胡志強,曾偉平,周芬芬
隨著我國進入老齡化社會,進行無痛胃腸鏡診斷和治療的老年患者逐漸增多,老年患者身體各個器官組織出現退行性變,相關生理功能嚴重退化,代謝清除率放緩,加上基礎疾病多,常會出現術中循環系統不穩定及呼吸抑制等情況,術后蘇醒時間較長、認知功能障礙等現象。因此,選擇合適的麻醉方案對老年患者無痛胃腸鏡診療尤為重要,近一年來,我院采用瑞芬太尼聯合小劑量右美托咪定用于老年患者的無痛胃腸鏡診療,取得良好效果,現報告如下。
1.1 一般資料 選擇2017年2月-2017年12月在我院擇期行無痛胃腸鏡檢查老年患者80例,ASAⅠ-Ⅲ級,年齡65-79歲,體質量39-72kg,術前血常規及心電圖檢查,剔除:⑴呼吸道感染、嚴重慢性阻塞性肺部疾患者;⑵嚴重鼾癥及過度肥胖者;⑶對鎮靜藥物有過敏史者;⑷休克、嚴重心腦肝腎功能衰竭者;⑸重度高血壓、二度以上傳導阻滯、嚴重心律失常者;⑹阿片類藥物依賴者。本研究獲醫院倫理委員會審查批準,并與患者或家屬簽署知情同意書。按隨機數字表法分為二組,每組40例,兩組患者性別比例、年齡、體質量、ASA分級無明顯差異(P>0.05)(詳見表 1)。

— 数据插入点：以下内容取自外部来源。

use std::collections::HashMap;
use std::sync::RwLock;

use serde_json::Value as JsonValue;

use payhint_billing::{Invoice, InvoiceId, InvoiceRecord, InvoiceReference};
use payhint_core::{AggregateRoot, ExpectedVersion};

use super::{InvoiceRepository, RepositoryError};

#[derive(Debug, Default)]
struct Tables {
    /// Serialized `InvoiceRecord`s, one per invoice.
    invoices: HashMap<InvoiceId, JsonValue>,
    by_reference: HashMap<InvoiceReference, InvoiceId>,
}

/// In-memory invoice store.
///
/// Keeps each invoice as a serialized record so that nothing handed out can
/// alias stored state, and every load goes through the same validation a
/// database-backed store would. Intended for tests/dev.
#[derive(Debug, Default)]
pub struct InMemoryInvoiceRepository {
    tables: RwLock<Tables>,
}

impl InMemoryInvoiceRepository {
    pub fn new() -> Self {
        Self::default()
    }

    pub fn len(&self) -> Result<usize, RepositoryError> {
        let tables = self.tables.read().map_err(poisoned)?;
        Ok(tables.invoices.len())
    }

    pub fn is_empty(&self) -> Result<bool, RepositoryError> {
        Ok(self.len()? == 0)
    }

    fn encode(invoice: &Invoice, version: u64) -> Result<(InvoiceRecord, JsonValue), RepositoryError> {
        let mut record = invoice
            .to_record()
            .map_err(|e| RepositoryError::Serialization(e.to_string()))?;
        record.version = version;
        let json = serde_json::to_value(&record)
            .map_err(|e| RepositoryError::Serialization(format!("record serialization failed: {e}")))?;
        Ok((record, json))
    }

    fn decode(json: &JsonValue) -> Result<Invoice, RepositoryError> {
        let record: InvoiceRecord = serde_json::from_value(json.clone())
            .map_err(|e| RepositoryError::Serialization(format!("record deserialization failed: {e}")))?;
        Invoice::from_record(record).map_err(RepositoryError::Corrupt)
    }

    fn stored_version(json: &JsonValue) -> Result<u64, RepositoryError> {
        json.get("version")
            .and_then(JsonValue::as_u64)
            .ok_or_else(|| RepositoryError::Serialization("stored record has no version".to_string()))
    }

    fn ensure_reference_free(
        tables: &Tables,
        reference: &InvoiceReference,
        owner: InvoiceId,
    ) -> Result<(), RepositoryError> {
        match tables.by_reference.get(reference) {
            Some(existing) if *existing != owner => Err(RepositoryError::DuplicateReference(reference.clone())),
            _ => Ok(()),
        }
    }
}

fn poisoned<T>(_: T) -> RepositoryError {
    RepositoryError::Unavailable("lock poisoned".to_string())
}

impl InvoiceRepository for InMemoryInvoiceRepository {
    fn insert(&self, mut invoice: Invoice) -> Result<Invoice, RepositoryError> {
        if invoice.version() != 0 {
            return Err(RepositoryError::Conflict(format!(
                "invoice is already stored at version {}",
                invoice.version()
            )));
        }
        let id = match invoice.id() {
            Some(id) => id,
            None => {
                let id = InvoiceId::new();
                invoice
                    .assign_id(id)
                    .map_err(|e| RepositoryError::Serialization(e.to_string()))?;
                id
            }
        };

        let mut tables = self.tables.write().map_err(poisoned)?;
        if tables.invoices.contains_key(&id) {
            return Err(RepositoryError::Conflict(format!("invoice {id} already exists")));
        }
        Self::ensure_reference_free(&tables, invoice.invoice_reference(), id)?;

        let (record, json) = Self::encode(&invoice, 1)?;
        tables.by_reference.insert(record.invoice_reference.clone(), id);
        tables.invoices.insert(id, json);

        Invoice::from_record(record).map_err(RepositoryError::Corrupt)
    }

    fn load(&self, id: InvoiceId) -> Result<Invoice, RepositoryError> {
        let tables = self.tables.read().map_err(poisoned)?;
        let json = tables.invoices.get(&id).ok_or(RepositoryError::NotFound(id))?;
        Self::decode(json)
    }

    fn save(&self, invoice: &Invoice) -> Result<Invoice, RepositoryError> {
        let id = invoice
            .id()
            .ok_or_else(|| RepositoryError::Conflict("invoice has no id; insert it first".to_string()))?;

        let mut tables = self.tables.write().map_err(poisoned)?;
        let current = tables
            .invoices
            .get(&id)
            .map(Self::stored_version)
            .transpose()?
            .ok_or(RepositoryError::NotFound(id))?;

        if !ExpectedVersion::Exact(invoice.version()).matches(current) {
            return Err(RepositoryError::Conflict(format!(
                "invoice {id}: expected version {}, found {current}",
                invoice.version()
            )));
        }
        Self::ensure_reference_free(&tables, invoice.invoice_reference(), id)?;

        let (record, json) = Self::encode(invoice, current + 1)?;
        tables.by_reference.retain(|_, owner| *owner != id);
        tables.by_reference.insert(record.invoice_reference.clone(), id);
        tables.invoices.insert(id, json);

        Invoice::from_record(record).map_err(RepositoryError::Corrupt)
    }

    fn delete(&self, id: InvoiceId, expected_version: ExpectedVersion) -> Result<(), RepositoryError> {
        let mut tables = self.tables.write().map_err(poisoned)?;
        let current = tables
            .invoices
            .get(&id)
            .map(Self::stored_version)
            .transpose()?
            .ok_or(RepositoryError::NotFound(id))?;

        if !expected_version.matches(current) {
            return Err(RepositoryError::Conflict(format!(
                "invoice {id}: expected {expected_version:?}, found {current}"
            )));
        }

        tables.invoices.remove(&id);
        tables.by_reference.retain(|_, owner| *owner != id);
        Ok(())
    }

    fn find_by_reference(&self, reference: &InvoiceReference) -> Result<Option<Invoice>, RepositoryError> {
        let tables = self.tables.read().map_err(poisoned)?;
        let Some(id) = tables.by_reference.get(reference) else {
            return Ok(None);
        };
        let json = tables.invoices.get(id).ok_or(RepositoryError::NotFound(*id))?;
        Self::decode(json).map(Some)
    }
}
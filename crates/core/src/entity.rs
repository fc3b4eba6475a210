//! Entity trait: identity + continuity across state changes.

/// Entity marker + minimal interface.
///
/// Identity is assigned by the persistence boundary, so an entity that has
/// never been stored has no id yet. Two entities are the same entity only when
/// both carry an id and the ids match.
pub trait Entity {
    /// Strongly-typed entity identifier.
    type Id: Copy + Eq + core::hash::Hash + core::fmt::Debug;

    /// Returns the entity identifier, if one has been assigned.
    fn id(&self) -> Option<Self::Id>;

    /// Identity comparison: never true for unsaved entities.
    fn same_identity_as(&self, other: &Self) -> bool {
        matches!((self.id(), other.id()), (Some(a), Some(b)) if a == b)
    }
}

1.2 麻醉方法 患者術前禁食8h、禁飲4h以上,無術前用藥,選擇左側臥位,全身麻醉,麻醉前開放外周靜脈并靜滴乳酸林格氏液,常規心電圖(ECG)、心率(HR)、呼吸(RR)、血壓(BP)、血氧飽和度(SpO2)監測,鼻導管吸氧3L/min。觀察組:檢查前20min靜脈泵注右美托咪定0.4μg/kg,泵注時長不少于10min,檢查前5min開始靜脈泵注瑞芬太尼10μg/kg/h,誘導后改為4μg/kg/h維持,在檢查前緩慢推靜注丙泊酚誘導,至患者睫毛反射消失開始行胃腸鏡檢查;對照組:在檢查前2-3min靜注舒芬太尼0.1μg/kg,丙泊酚1.5-2.0mg,待患者睫毛反射消失后開始行胃腸鏡檢查,檢查時根據患者HR、RR、BP、意識及體動等情況每次追加丙泊酚0.5-1.0mg/kg,術中如患者出現心率、血壓過低或SpO2下降等情況,麻醉醫生及時給予對癥治療。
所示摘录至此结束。